= XCOM Data Transport =

File transfer software

XCOM is a proprietary file transfer utility previously owned by CA Technologies but since acquired by Broadcom Inc. on 5 November 2018.

==History==
Spectrum Concepts Inc. of New York City, which was primarily a software consulting firm, originally developed XCOM 6.2 in the mid-1980s, in conjunction with Proginet, and sold it as a product on many platforms.

First launched in 1987, it became one of the first heterogeneous systems management software products to be widely deployed in large corporate networks around the world, at peak expanding to more than 13 operating systems, and was still being sold and deployed more than 25 years later.

Its installed based grew very rapidly at first because it was one of the first third-party products to be based upon the then advanced networking technology from IBM, known as IBM Advanced Program-to-Program Communication, which allowed faster and more reliable communication between different types of computers.

Its early versions supported IBM mainframe and midrange including IBM System 38 and AS/400, Windows, Apple, UNIX, Digital Equipment Corporation VAX, Data General, Stratus, Tandem, and others, for many decades and functions on both SNA and TCP/IP networks.
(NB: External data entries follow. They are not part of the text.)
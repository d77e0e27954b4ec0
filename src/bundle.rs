use crate::api::{self, Attestation, SigstoreBundle, IN_TOTO_PAYLOAD_TYPE};
use crate::{AttestationError, Result};
use base64::{engine::general_purpose::STANDARD as BASE64, Engine};
use log::{debug, trace};
use serde::Serialize;
use serde_json::Value;
use std::collections::BTreeMap;

/// Bundle format version, derived from the declared media type
#[derive(Debug, Clone, Copy, PartialEq, Eq, PartialOrd, Ord)]
pub enum BundleVersion {
    V0_1,
    V0_2,
    V0_3,
}

impl BundleVersion {
    pub fn from_media_type(media_type: &str) -> Option<Self> {
        match media_type {
            api::MEDIA_TYPE_BUNDLE_V01 => Some(Self::V0_1),
            api::MEDIA_TYPE_BUNDLE_V02 => Some(Self::V0_2),
            api::MEDIA_TYPE_BUNDLE_V03 | api::MEDIA_TYPE_BUNDLE_V03_ALT => Some(Self::V0_3),
            _ => None,
        }
    }
}

/// Structural requirements applied while decoding
#[derive(Debug, Clone, Copy, Default)]
pub struct ParseOptions {
    /// Reject bundles that carry no transparency log entry
    pub require_tlog_entries: bool,
}

/// A decoded, structurally valid attestation bundle. Nothing in here has been
/// cryptographically checked yet.
#[derive(Debug, Clone, PartialEq)]
pub struct AttestationBundle {
    pub media_type: String,
    pub version: BundleVersion,
    pub signer: SignerMaterial,
    pub tlog_entries: Vec<LogEntry>,
    pub envelope: Envelope,
    /// In-toto statement decoded from the envelope payload, when the payload
    /// type declares one
    pub statement: Option<Statement>,
}

#[derive(Debug, Clone, PartialEq)]
pub enum SignerMaterial {
    /// DER certificates, leaf first
    CertificateChain(Vec<Vec<u8>>),
    /// Reference to a key the verifier already holds
    PublicKey { hint: String },
}

impl AttestationBundle {
    pub fn leaf_certificate(&self) -> Option<&[u8]> {
        match &self.signer {
            SignerMaterial::CertificateChain(chain) => chain.first().map(Vec::as_slice),
            SignerMaterial::PublicKey { .. } => None,
        }
    }
}

#[derive(Debug, Clone, PartialEq)]
pub struct LogEntry {
    pub log_index: i64,
    pub log_id: Vec<u8>,
    pub kind: Option<String>,
    pub kind_version: Option<String>,
    pub integrated_time: i64,
    pub canonicalized_body: Vec<u8>,
    pub signed_entry_timestamp: Option<Vec<u8>>,
    pub inclusion_proof: Option<InclusionProof>,
}

#[derive(Debug, Clone, PartialEq)]
pub struct InclusionProof {
    pub log_index: i64,
    pub tree_size: i64,
    pub root_hash: [u8; 32],
    pub hashes: Vec<[u8; 32]>,
    pub checkpoint: Option<String>,
}
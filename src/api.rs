//! Wire types for Sigstore bundles and trusted-root documents.
//!
//! These mirror the protobuf JSON mapping, so 64-bit integers may arrive either
//! as JSON numbers or as strings.

use serde::{Deserialize, Deserializer};

pub const MEDIA_TYPE_BUNDLE_V01: &str = "application/vnd.dev.sigstore.bundle+json;version=0.1";
pub const MEDIA_TYPE_BUNDLE_V02: &str = "application/vnd.dev.sigstore.bundle+json;version=0.2";
pub const MEDIA_TYPE_BUNDLE_V03: &str = "application/vnd.dev.sigstore.bundle+json;version=0.3";
pub const MEDIA_TYPE_BUNDLE_V03_ALT: &str = "application/vnd.dev.sigstore.bundle.v0.3+json";

pub const IN_TOTO_PAYLOAD_TYPE: &str = "application/vnd.in-toto+json";

/// Attestation as returned by the attestations API: a bundle wrapped in an
/// object. Only the inline bundle is read here; fetching `bundle_url` belongs
/// to the caller.
#[derive(Debug, Deserialize, Clone)]
pub struct Attestation {
    pub bundle: Option<SigstoreBundle>,
    pub bundle_url: Option<String>,
}

#[derive(Debug, Deserialize, Clone)]
#[serde(rename_all = "camelCase")]
pub struct SigstoreBundle {
    pub media_type: String,
    pub verification_material: Option<VerificationMaterial>,
    pub dsse_envelope: Option<DsseEnvelope>,
    pub message_signature: Option<serde_json::Value>,
}

#[derive(Debug, Deserialize, Clone, Default)]
#[serde(rename_all = "camelCase")]
pub struct VerificationMaterial {
    pub certificate: Option<RawBytes>,
    pub x509_certificate_chain: Option<CertificateChain>,
    pub public_key: Option<PublicKeyIdentifier>,
    #[serde(default)]
    pub tlog_entries: Vec<TlogEntry>,
}

#[derive(Debug, Deserialize, Clone)]
#[serde(rename_all = "camelCase")]
pub struct RawBytes {
    pub raw_bytes: String,
}

#[derive(Debug, Deserialize, Clone, Default)]
pub struct CertificateChain {
    #[serde(default)]
    pub certificates: Vec<RawBytes>,
}

#[derive(Debug, Deserialize, Clone)]
pub struct PublicKeyIdentifier {
    #[serde(default)]
    pub hint: String,
}

#[derive(Debug, Deserialize, Clone)]
#[serde(rename_all = "camelCase")]
pub struct TlogEntry {
    #[serde(deserialize_with = "int64")]
    pub log_index: i64,
    pub log_id: LogId,
    pub kind_version: Option<KindVersion>,
    #[serde(default, deserialize_with = "int64")]
    pub integrated_time: i64,
    pub inclusion_promise: Option<InclusionPromise>,
    pub inclusion_proof: Option<InclusionProof>,
    #[serde(default)]
    pub canonicalized_body: String,
}

#[derive(Debug, Deserialize, Clone)]
#[serde(rename_all = "camelCase")]
pub struct LogId {
    pub key_id: String,
}

#[derive(Debug, Deserialize, Clone)]
pub struct KindVersion {
    pub kind: String,
    pub version: String,
}

#[derive(Debug, Deserialize, Clone)]
#[serde(rename_all = "camelCase")]
pub struct InclusionPromise {
    pub signed_entry_timestamp: String,
}

#[derive(Debug, Deserialize, Clone)]
#[serde(rename_all = "camelCase")]
pub struct InclusionProof {
    #[serde(deserialize_with = "int64")]
    pub log_index: i64,
    pub root_hash: String,
    #[serde(deserialize_with = "int64")]
    pub tree_size: i64,
    #[serde(default)]
    pub hashes: Vec<String>,
    pub checkpoint: Option<Checkpoint>,
}

#[derive(Debug, Deserialize, Clone)]
pub struct Checkpoint {
    pub envelope: String,
}

#[derive(Debug, Deserialize, Clone)]
#[serde(rename_all = "camelCase")]
pub struct DsseEnvelope {
    pub payload: String,
    pub payload_type: String,
    #[serde(default)]
    pub signatures: Vec<Signature>,
}

#[derive(Debug, Deserialize, Clone)]
pub struct Signature {
    pub sig: String,
    pub keyid: Option<String>,
}

// ===== Trusted root documents =====

#[derive(Debug, Deserialize, Clone)]
#[serde(rename_all = "camelCase")]
pub struct TrustedRootDocument {
    pub media_type: Option<String>,
    #[serde(default)]
    pub tlogs: Vec<TransparencyLogInstance>,
    #[serde(default)]
    pub certificate_authorities: Vec<CertificateAuthorityDocument>,
}

#[derive(Debug, Deserialize, Clone)]
#[serde(rename_all = "camelCase")]
pub struct TransparencyLogInstance {
    pub base_url: Option<String>,
    pub hash_algorithm: Option<String>,
    pub public_key: PublicKeyDocument,
    pub log_id: LogId,
}

#[derive(Debug, Deserialize, Clone)]
#[serde(rename_all = "camelCase")]
pub struct PublicKeyDocument {
    pub raw_bytes: Option<String>,
    pub key_details: Option<String>,
    pub valid_for: Option<TimeRange>,
}

#[derive(Debug, Deserialize, Clone)]
#[serde(rename_all = "camelCase")]
pub struct CertificateAuthorityDocument {
    pub uri: Option<String>,
    #[serde(default)]
    pub cert_chain: CertificateChain,
    pub valid_for: Option<TimeRange>,
}

#[derive(Debug, Deserialize, Clone)]
pub struct TimeRange {
    pub start: Option<String>,
    pub end: Option<String>,
}

#[derive(Deserialize)]
#[serde(untagged)]
enum Int64Repr {
    Number(i64),
    Text(String),
}

fn int64<'de, D>(deserializer: D) -> std::result::Result<i64, D::Error>
where
    D: Deserializer<'de>,
{
    match Int64Repr::deserialize(deserializer)? {
        Int64Repr::Number(n) => Ok(n),
        Int64Repr::Text(s) => s.trim().parse().map_err(serde::de::Error::custom),
    }
}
XCOM establishes a peer-to-peer connection to manage all aspects of moving bulk data between heterogeneous systems.

The product was sold to Legent Corporation in 1992, in the largest software transaction in history, up until that time, in a transaction that required approval of the United States Department of Justice. In 1995, Legent Inc. was bought by Computer Associates. In 2018, Computer Associates was bought by Broadcom Inc.